瑠姫はフォークを持ったまま、ちら、と純喜を見る。
拓実はすぐ視線に気づいて、ふわっと笑う。
拓「なに?」
瑠「別に……なんでもない。」
けど、ほんとは分かってる。離れたくない、っていう気持ちがお互いの間にずっと漂ってる。
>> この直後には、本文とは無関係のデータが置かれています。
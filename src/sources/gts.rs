use std::collections::HashMap;
use std::fmt::Write as _;

use async_trait::async_trait;
use chrono::NaiveDate;
use reqwest::Client;
use serde::{Deserialize, Serialize};
use tracing::debug;

use super::PointSeriesSource;
use crate::error::SourceError;
use crate::grid::CellKey;

/// Default endpoint of the national grid time-series service.
pub const DEFAULT_GTS_URL: &str = "https://gts.nve.no/api/MultiPointTimeSeries/ByMapCoordinateCsv";

#[derive(Debug, Serialize)]
struct MultiPointRequest<'a> {
    #[serde(rename = "Theme")]
    theme: &'a str,
    #[serde(rename = "StartDate")]
    start_date: String,
    #[serde(rename = "EndDate")]
    end_date: String,
    #[serde(rename = "Format")]
    format: &'static str,
    #[serde(rename = "MapCoordinateCsv")]
    map_coordinate_csv: String,
}

#[derive(Debug, Deserialize)]
struct MultiPointResponse {
    #[serde(rename = "CellTimeSeries", default)]
    cell_time_series: Vec<CellTimeSeries>,
    #[serde(rename = "NoDataValue", default)]
    no_data_value: Option<i64>,
}

#[derive(Debug, Deserialize)]
struct CellTimeSeries {
    #[serde(rename = "X")]
    x: i64,
    #[serde(rename = "Y")]
    y: i64,
    #[serde(rename = "Data", default)]
    data: Vec<f64>,
}

/// Client for the multi-point grid time-series API. One POST per theme
/// carries every cell center of the request as a coordinate CSV; the
/// response echoes each cell's coordinates, which is what the demultiplexing
/// keys on.
pub struct GridTimeSeriesClient {
    http: Client,
    url: String,
}

impl GridTimeSeriesClient {
    pub fn new(url: impl Into<String>) -> Self {
        Self { http: Client::new(), url: url.into() }
    }

    pub fn default_endpoint() -> Self {
        Self::new(DEFAULT_GTS_URL)
    }
}

#[async_trait]
impl PointSeriesSource for GridTimeSeriesClient {
    async fn batch_query(
        &self,
        cells: &[CellKey],
        date: NaiveDate,
        theme: &str,
    ) -> Result<HashMap<CellKey, f64>, SourceError> {
        // "x1 y1,x2 y2,..." — one pair per occupied cell.
        let mut csv = String::new();
        for (i, cell) in cells.iter().enumerate() {
            if i > 0 {
                csv.push(',');
            }
            let _ = write!(csv, "{} {}", cell.x(), cell.y());
        }

        // The midday sample of the requested date.
        let window = format!("{}T12", date.format("%Y-%m-%d"));
        let body = MultiPointRequest {
            theme,
            start_date: window.clone(),
            end_date: window,
            format: "json",
            map_coordinate_csv: csv,
        };

        debug!(theme, cells = cells.len(), "querying grid time-series source");
        let response = self.http.post(&self.url).json(&body).send().await?;
        if !response.status().is_success() {
            return Err(SourceError::Status(response.status()));
        }

        let decoded: MultiPointResponse = response
            .json()
            .await
            .map_err(|err| SourceError::Decode(err.to_string()))?;
        if decoded.cell_time_series.is_empty() {
            return Err(SourceError::EmptyPayload);
        }

        let no_data = decoded.no_data_value.map(|value| value as f64);
        let mut values = HashMap::with_capacity(decoded.cell_time_series.len());
        for series in decoded.cell_time_series {
            let Some(&value) = series.data.first() else { continue };
            if no_data.is_some_and(|sentinel| value == sentinel) {
                continue;
            }
            values.insert(CellKey::new(series.x, series.y), value);
        }
        Ok(values)
    }
}

#[cfg(test)]
mod tests {
    use super::*;

    #[test]
    fn request_body_uses_provider_field_names() {
        let body = MultiPointRequest {
            theme: "gwb_frd",
            start_date: "2021-03-01T12".to_string(),
            end_date: "2021-03-01T12".to_string(),
            format: "json",
            map_coordinate_csv: "261500 6649500,262500 6649500".to_string(),
        };
        let encoded = serde_json::to_value(&body).unwrap();
        assert_eq!(encoded["Theme"], "gwb_frd");
        assert_eq!(encoded["StartDate"], "2021-03-01T12");
        assert_eq!(encoded["MapCoordinateCsv"], "261500 6649500,262500 6649500");
    }

    #[test]
    fn response_demultiplexes_by_echoed_cell() {
        let raw = r#"{
            "CellTimeSeries": [
                {"X": 261500, "Y": 6649500, "Altitude": 120, "CellIndex": 1, "Data": [1.5]},
                {"X": 262500, "Y": 6649500, "Altitude": 130, "CellIndex": 2, "Data": [-9999.0]}
            ],
            "Theme": "gwb_frd",
            "NoDataValue": -9999,
            "Unit": "cm"
        }"#;
        let decoded: MultiPointResponse = serde_json::from_str(raw).unwrap();
        assert_eq!(decoded.cell_time_series.len(), 2);
        assert_eq!(decoded.no_data_value, Some(-9999));

        let no_data = decoded.no_data_value.map(|value| value as f64);
        let mut values = HashMap::new();
        for series in decoded.cell_time_series {
            let Some(&value) = series.data.first() else { continue };
            if no_data.is_some_and(|sentinel| value == sentinel) {
                continue;
            }
            values.insert(CellKey::new(series.x, series.y), value);
        }
        assert_eq!(values.len(), 1);
        assert_eq!(values[&CellKey::new(261_500, 6_649_500)], 1.5);
    }
}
食器を片付け終えたあと、靴を履くまでの時間が、やけに重くて。
玄関。
靴を履く拓実の後ろ姿を見ていたら、胸がきゅっとした。
瑠「拓実。」
呼んだ瞬間には、腕が勝手に伸びてた。後ろから抱きつく。
瑠「行かないで。」
拓実の肩が小さく揺れる。
拓「俺も、、行きたくない。」
声が震えていた。ゆっくり振り向いて、瑠姫の腰に腕を回す。
距離なんて、もうなかった。
唇が触れる。一瞬じゃなくて、吸い寄せられるみたいに、
離れられないまま深くなるキス。
瑠姫が息を吐きながら、震える声で囁く。
瑠「……まだ、離れたくない。」
拓実は瑠姫の頬に手を添えて、そっと額を重ねる。
拓「離れたくないやんか……俺も。ずっとくっついてたい。」
瑠「じゃあ……もう一回。」
唇がまた重なる。今度はゆっくり、溶けるみたいに甘くて、くすぐったくて。
拓実はキスの途中で、名前を呼ぶみたいに声を漏らす。
拓「るっくん、、」
瑠姫の胸がぎゅっとなる。呼ばれるだけで、泣きたくなるほど愛しい。
瑠「帰ってきたら、またくっつこ。」
拓実は目を潤ませたまま、笑う。
拓「絶対。もう離れへん。」
離れたくなくて、またキス。ドアを開けてからも、手は離れない。
拓実は靴を履いたまま、もう一度抱きしめる。
拓「行ってきます、って言うの、こんなにしんどいんやな。」
瑠姫は拓実の頬に指を滑らせて、優しく微笑んだ。
瑠「行かないでほしいけど、、いってらっしゃい。俺ここにいるから。絶対。」
拓実は泣きそうな笑いで頷く。
拓「ただいまって言うからな。」
瑠「うん。俺、待ってる。」
ドアが閉まる。静かになった玄関。なのに、胸の奥はちゃんとあたたかい。
「離れても、ちゃんと繋がってる。」
そう思える朝だった。
END
次回は最終話!!(共愛はまだ終わらないよー(^O^))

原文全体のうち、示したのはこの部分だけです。